──────── Data section ────────
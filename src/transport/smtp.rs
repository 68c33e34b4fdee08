use std::net::ToSocketAddrs;
use std::time::Duration;

use lettre::smtp::authentication::{Credentials, Mechanism};
use lettre::smtp::client::net::ClientTlsParameters;
use lettre::smtp::extension::ClientId;
use lettre::smtp::response::Severity;
use lettre::smtp::{ClientSecurity, SmtpClient};
use lettre::Transport as LettreTransport;
use native_tls::{Protocol, TlsConnector};

use crate::config::{AuthMechanism, Config};
use crate::message::{OutboundMessage, Recipient};
use crate::transport::{Transport, TransportError};

/// Delivers through a configured SMTP relay, one recipient per session
pub struct SmtpRelayTransport {
    config: Config,
}

impl SmtpRelayTransport {
    pub fn new(config: Config) -> SmtpRelayTransport {
        SmtpRelayTransport { config }
    }

    fn client_security(&self) -> Result<ClientSecurity, TransportError> {
        if !self.config.relay.use_tls {
            return Ok(ClientSecurity::None);
        }

        let tls_builder = match TlsConnector::builder()
            .min_protocol_version(Some(Protocol::Tlsv12))
            .build()
        {
            Ok(connector) => connector,
            Err(e) => {
                return Err(TransportError::new(format!(
                    "failed to create TLS connector: {:?}",
                    e
                )));
            }
        };

        let tls_parameters =
            ClientTlsParameters::new(self.config.relay.domain_name.clone(), tls_builder);

        if self.config.require_tls {
            Ok(ClientSecurity::Required(tls_parameters))
        } else {
            Ok(ClientSecurity::Opportunistic(tls_parameters))
        }
    }
}

impl Transport for SmtpRelayTransport {
    fn send_to(
        &mut self,
        message: &OutboundMessage,
        recipient: &Recipient,
    ) -> Result<(), TransportError> {
        // The builder validated addresses when the message was built, so
        // this conversion should always pass.
        let sendable_email = match message.as_sendable_email() {
            Ok(se) => se,
            Err(e) => {
                warn!("invalid email address error: {:?}", e);
                return Err(TransportError::new(format!(
                    "invalid email address error: {:?}",
                    e
                )));
            }
        };

        let client_security = self.client_security()?;

        let relay = &self.config.relay;
        let sockaddr = match (&*relay.domain_name, relay.port).to_socket_addrs() {
            Err(e) => {
                warn!(
                    "ToSocketAddrs failed for ({}, {}): {:?}",
                    relay.domain_name, relay.port, e
                );
                return Err(TransportError::new(format!(
                    "ToSocketAddrs failed for ({}, {}): {:?}",
                    relay.domain_name, relay.port, e
                )));
            }
            Ok(mut iter) => match iter.next() {
                Some(sa) => sa,
                None => {
                    return Err(TransportError::new(format!(
                        "no addresses for ({}, {})",
                        relay.domain_name, relay.port
                    )));
                }
            },
        };

        let mailer = match SmtpClient::new(sockaddr, client_security) {
            Ok(m) => m,
            Err(e) => {
                return Err(TransportError::new(format!(
                    "unable to setup SMTP transport: {:?}",
                    e
                )));
            }
        };

        let mut mailer = mailer
            .hello_name(ClientId::Domain(self.config.helo_name.clone()))
            .smtp_utf8(true) // is only used if the server supports it
            .timeout(Some(Duration::from_secs(self.config.smtp_timeout_secs)));

        if let Some(ref auth) = relay.auth {
            let mechanism = match auth.mechanism {
                AuthMechanism::Plain => Mechanism::Plain,
                AuthMechanism::Login => Mechanism::Login,
            };
            mailer = mailer
                .authentication_mechanism(mechanism)
                .credentials(Credentials::new(
                    auth.username.clone(),
                    auth.password.clone(),
                ));
        }

        let mut mailer = mailer.transport();

        debug!(
            "starting SMTP delivery to {} at {}",
            recipient.email, relay.domain_name
        );

        let result = match mailer.send(sendable_email) {
            Ok(response) => match response.code.severity {
                Severity::PositiveCompletion | Severity::PositiveIntermediate => {
                    info!("delivery success: {:?}", response);
                    Ok(())
                }
                Severity::TransientNegativeCompletion
                | Severity::PermanentNegativeCompletion => {
                    info!("delivery failed: {:?}", response);
                    Err(TransportError::new(format!("{:?}", response)))
                }
            },
            Err(e) => {
                info!("delivery failed: {:?}", e);
                Err(TransportError::new(format!("{:?}", e)))
            }
        };

        mailer.close();

        result
    }
}
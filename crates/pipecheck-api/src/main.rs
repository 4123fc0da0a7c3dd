//! Pipecheck API server entry point.

#![warn(clippy::all)]
#![forbid(unsafe_code)]

use anyhow::Result;
use clap::Parser;
use pipecheck_api::cli::Args;

#[tokio::main]
async fn main() -> Result<()> {
    let args = Args::parse();
    let config = args.resolve_config()?;

    // RUST_LOG wins over the configured filter
    tracing_subscriber::fmt()
        .with_env_filter(
            tracing_subscriber::EnvFilter::try_from_default_env()
                .unwrap_or_else(|_| config.log_filter.as_str().into()),
        )
        .init();

    tracing::info!(
        bind = %config.bind,
        error_status = ?config.error_status,
        "Starting Pipecheck API"
    );

    if let Err(e) = pipecheck_api::serve(config).await {
        tracing::error!("Server failed: {e}");
        return Err(e.into());
    }

    Ok(())
}
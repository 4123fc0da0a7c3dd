//! Server configuration.
//!
//! Configuration is read from an optional TOML file; every field has a
//! default, so an empty file (or no file) yields a working server.
//!
//! ```toml
//! bind = "0.0.0.0:8000"
//! error_status = "client_error"
//! max_body_bytes = 1048576
//! log_filter = "info,pipecheck_core=debug"
//!
//! [cors]
//! allowed_origins = ["https://pipelines.example.com"]
//! allow_credentials = true
//! ```

use axum::http::{HeaderValue, StatusCode};
use serde::{Deserialize, Serialize};
use std::net::SocketAddr;
use std::path::Path;

use crate::{Error, Result};

/// Default listen address.
pub const DEFAULT_BIND: &str = "127.0.0.1:8000";

/// Default request-body limit (2 MiB).
pub const DEFAULT_MAX_BODY_BYTES: usize = 2 * 1024 * 1024;

/// Origin wildcard accepted in `cors.allowed_origins`.
pub const ANY_ORIGIN: &str = "*";

// ============================================================================
// ErrorStatusPolicy
// ============================================================================

/// Transport status used when a request body is malformed.
///
/// The body always carries `{error, status: "error"}`; this only picks the
/// HTTP status code that accompanies it.
#[derive(
    Clone, Copy, Debug, Default, PartialEq, Eq, Serialize, Deserialize, clap::ValueEnum,
)]
#[serde(rename_all = "snake_case")]
#[value(rename_all = "snake_case")]
pub enum ErrorStatusPolicy {
    /// Answer with 200 OK; clients inspect the `status` field.
    #[default]
    Preserve,
    /// Answer with 400 Bad Request.
    ClientError,
}

impl ErrorStatusPolicy {
    /// HTTP status for a malformed-input failure under this policy.
    pub fn client_error_status(self) -> StatusCode {
        match self {
            Self::Preserve => StatusCode::OK,
            Self::ClientError => StatusCode::BAD_REQUEST,
        }
    }
}

// ============================================================================
// CorsConfig
// ============================================================================

/// Cross-origin access settings.
#[derive(Clone, Debug, PartialEq, Eq, Serialize, Deserialize)]
#[serde(default, deny_unknown_fields)]
pub struct CorsConfig {
    /// Origins allowed to call the API. `"*"` allows any origin.
    pub allowed_origins: Vec<String>,
    /// Whether browsers may send credentials with cross-origin requests.
    pub allow_credentials: bool,
}

impl Default for CorsConfig {
    fn default() -> Self {
        Self {
            allowed_origins: vec![ANY_ORIGIN.to_string()],
            allow_credentials: true,
        }
    }
}

impl CorsConfig {
    /// Whether the wildcard origin is configured.
    pub fn allows_any_origin(&self) -> bool {
        self.allowed_origins.iter().any(|o| o.trim() == ANY_ORIGIN)
    }

    /// Parses the explicit origins into header values.
    ///
    /// Fails with a configuration error on the first origin that is not a
    /// valid header value.
    pub fn origin_header_values(&self) -> Result<Vec<HeaderValue>> {
        self.allowed_origins
            .iter()
            .map(|origin| origin.trim())
            .filter(|origin| *origin != ANY_ORIGIN)
            .map(|origin| {
                HeaderValue::from_str(origin)
                    .map_err(|e| Error::config(format!("invalid CORS origin '{origin}': {e}")))
            })
            .collect()
    }
}

// ============================================================================
// ServerConfig
// ============================================================================

/// Top-level Pipecheck server configuration.
#[derive(Clone, Debug, PartialEq, Eq, Serialize, Deserialize)]
#[serde(default, deny_unknown_fields)]
pub struct ServerConfig {
    /// Socket address to listen on.
    pub bind: String,
    /// Cross-origin settings.
    pub cors: CorsConfig,
    /// Transport status for malformed request bodies.
    pub error_status: ErrorStatusPolicy,
    /// Largest accepted request body, in bytes.
    pub max_body_bytes: usize,
    /// Default tracing filter; `RUST_LOG` takes precedence.
    pub log_filter: String,
}

impl Default for ServerConfig {
    fn default() -> Self {
        Self {
            bind: DEFAULT_BIND.to_string(),
            cors: CorsConfig::default(),
            error_status: ErrorStatusPolicy::default(),
            max_body_bytes: DEFAULT_MAX_BODY_BYTES,
            log_filter: "info".to_string(),
        }
    }
}

impl ServerConfig {
    /// Loads configuration from `path`, or returns defaults when `None`.
    pub fn load(path: Option<&Path>) -> Result<Self> {
        let Some(path) = path else {
            return Ok(Self::default());
        };

        let content = std::fs::read_to_string(path).map_err(|e| {
            Error::config(format!("failed to read {}: {e}", path.display()))
        })?;
        toml::from_str(&content)
            .map_err(|e| Error::config(format!("failed to parse {}: {e}", path.display())))
    }

    /// Parses configuration from TOML text.
    pub fn from_toml_str(content: &str) -> Result<Self> {
        toml::from_str(content).map_err(|e| Error::config(e.to_string()))
    }

    /// Parses `bind` into a socket address.
    pub fn socket_addr(&self) -> Result<SocketAddr> {
        self.bind
            .parse()
            .map_err(|e| Error::config(format!("invalid bind address '{}': {e}", self.bind)))
    }

    /// Checks every field that can only be validated after parsing.
    pub fn validate(&self) -> Result<()> {
        self.socket_addr()?;
        self.cors.origin_header_values()?;
        if self.max_body_bytes == 0 {
            return Err(Error::config("max_body_bytes must be greater than zero"));
        }
        Ok(())
    }
}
────────
* What the exercise asks: Beginning with the line that contains "Loads configuration from", return every line through the end of the data above, exactly as written.

* Result:
    /// Loads configuration from `path`, or returns defaults when `None`.
    pub fn load(path: Option<&Path>) -> Result<Self> {
        let Some(path) = path else {
            return Ok(Self::default());
        };

        let content = std::fs::read_to_string(path).map_err(|e| {
            Error::config(format!("failed to read {}: {e}", path.display()))
        })?;
        toml::from_str(&content)
            .map_err(|e| Error::config(format!("failed to parse {}: {e}", path.display())))
    }

    /// Parses configuration from TOML text.
    pub fn from_toml_str(content: &str) -> Result<Self> {
        toml::from_str(content).map_err(|e| Error::config(e.to_string()))
    }

    /// Parses `bind` into a socket address.
    pub fn socket_addr(&self) -> Result<SocketAddr> {
        self.bind
            .parse()
            .map_err(|e| Error::config(format!("invalid bind address '{}': {e}", self.bind)))
    }

    /// Checks every field that can only be validated after parsing.
    pub fn validate(&self) -> Result<()> {
        self.socket_addr()?;
        self.cors.origin_header_values()?;
        if self.max_body_bytes == 0 {
            return Err(Error::config("max_body_bytes must be greater than zero"));
        }
        Ok(())
    }
}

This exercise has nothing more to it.